My habit each morning is to listen to Bach Before Seven on the wireless, before catching the seven o'clock news. This morning, there was no news broadcast. The BBC has cut back on the number of live presenters as part of their stay-at-home policy. Petroc Trelawny, whose calm, mellow voice eases in the day, has been presenting Breakfast on BBC Radio Three for years. He at least was still in the studio, but he didn't read the news - perhaps it is against Union rules.

The boys came yesterday, Edwin and Andre. They too are confined to their Cambridge flat, working from home. Edwin is still getting work from the University, setting essays and marking, so came to collect his big desktop computer rather than struggling on a laptop, and brought some shopping we needed: bread, milk and a Sunday paper. They left the bags on the doorstep and we left the computer in the Saloon in the garden. It had been snowing and was bitterly cold, but Ann would not let them in the house so we could only speak to them from the door, shouting above the wind. We would not even let the dogs down to greet them, and were both in tears when they left, not knowing when we might see them again if this lock-down hardens with roadblocks round the cities.
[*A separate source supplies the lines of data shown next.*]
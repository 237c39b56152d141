// Hand input from outside the process.
// The hand-pose model is a black box; anything that can produce 21
// normalized landmarks per frame plugs in through `HandDetector`.
//
// `LandmarkStream` reads one JSON line per frame, e.g. from a detector
// process piped into stdin:
//
//   [[{"x":0.51,"y":0.40,"z":-0.02}, ... 21 points ...]]   one hand
//   []                                                      no hand

use std::fs::File;
use std::io::{self, BufRead, BufReader};
use std::path::Path;

use log::{debug, warn};

use crate::error::Error;
use crate::pointer::{HandLandmarks, Landmark};
use crate::types::FrameBuffer;

pub trait HandDetector {
    /// Landmarks of the one tracked hand in `frame`, or None when no hand is visible.
    fn detect(&mut self, frame: &FrameBuffer) -> Option<HandLandmarks>;
}

pub struct LandmarkStream<R> {
    reader: R,
    line: String,
    exhausted: bool,
}

impl LandmarkStream<Box<dyn BufRead>> {
    /// Open a file, or stdin for "-".
    pub fn open(path: &Path) -> Result<Self, Error> {
        let reader: Box<dyn BufRead> = if path.as_os_str() == "-" {
            Box::new(BufReader::new(io::stdin()))
        } else {
            let file = File::open(path)
                .map_err(|e| Error::LandmarkSource(format!("open {}: {e}", path.display())))?;
            Box::new(BufReader::new(file))
        };
        debug!("landmark stream: {}", path.display());
        Ok(Self::new(reader))
    }
}

impl<R: BufRead> LandmarkStream<R> {
    pub fn new(reader: R) -> Self {
        Self { reader, line: String::new(), exhausted: false }
    }

    fn next_line(&mut self) -> Option<&str> {
        if self.exhausted {
            return None;
        }
        self.line.clear();
        match self.reader.read_line(&mut self.line) {
            Ok(0) => {
                warn!("landmark stream ended; no more hands will be reported");
                self.exhausted = true;
                None
            }
            Ok(_) => Some(self.line.trim()),
            Err(e) => {
                warn!("landmark stream read failed ({e}); no more hands will be reported");
                self.exhausted = true;
                None
            }
        }
    }
}

/// First hand of one stream line. Malformed input counts as "no hand",
/// and so does a hand with any point far off the frame or not a number.
fn parse_hands(line: &str) -> Option<HandLandmarks> {
    if line.is_empty() {
        return None;
    }
    let hands: Option<Vec<Vec<Landmark>>> = match serde_json::from_str(line) {
        Ok(h) => h,
        Err(e) => {
            warn!("skipping malformed landmark line: {e}");
            return None;
        }
    };
    let first = hands?.into_iter().next()?;
    let Some(hand) = HandLandmarks::from_slice(&first) else {
        warn!("skipping hand with {} landmarks (expected 21)", first.len());
        return None;
    };
    if let Some(bad) = hand.0.iter().find(|lm| !lm.is_plausible()) {
        warn!("skipping hand with out-of-range landmark ({}, {})", bad.x, bad.y);
        return None;
    }
    Some(hand)
}

impl<R: BufRead> HandDetector for LandmarkStream<R> {
    fn detect(&mut self, _frame: &FrameBuffer) -> Option<HandLandmarks> {
        self.next_line().and_then(parse_hands)
    }
}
Now the clocks have moved forward, Ann walked the dogs round the village in the light evening. She was struck by the total silence and absence of cars or people, recording it in her new poem. We hoped to do some gardening with the idle hours, but even the bin men are providing a reduced service. The council have notified us that the brown bin collection has been suspended for the duration, so hedge trimmings and grass cuttings must be piled up to rot in the corner.

Meanwhile, whatever happened to the wine lake we used to hear about? There are rumours that wine is running low. Certainly, it is getting more difficult to order through Amazon or Tesco. A trip to the pub for afternoon wine was one of our regular pleasures. Since we can no longer visit even for lunch, or dinners, we have transferred our socialising to the home, so naturally we need more wine. This is not hoarding, but a necessity for simple survival. Cheers!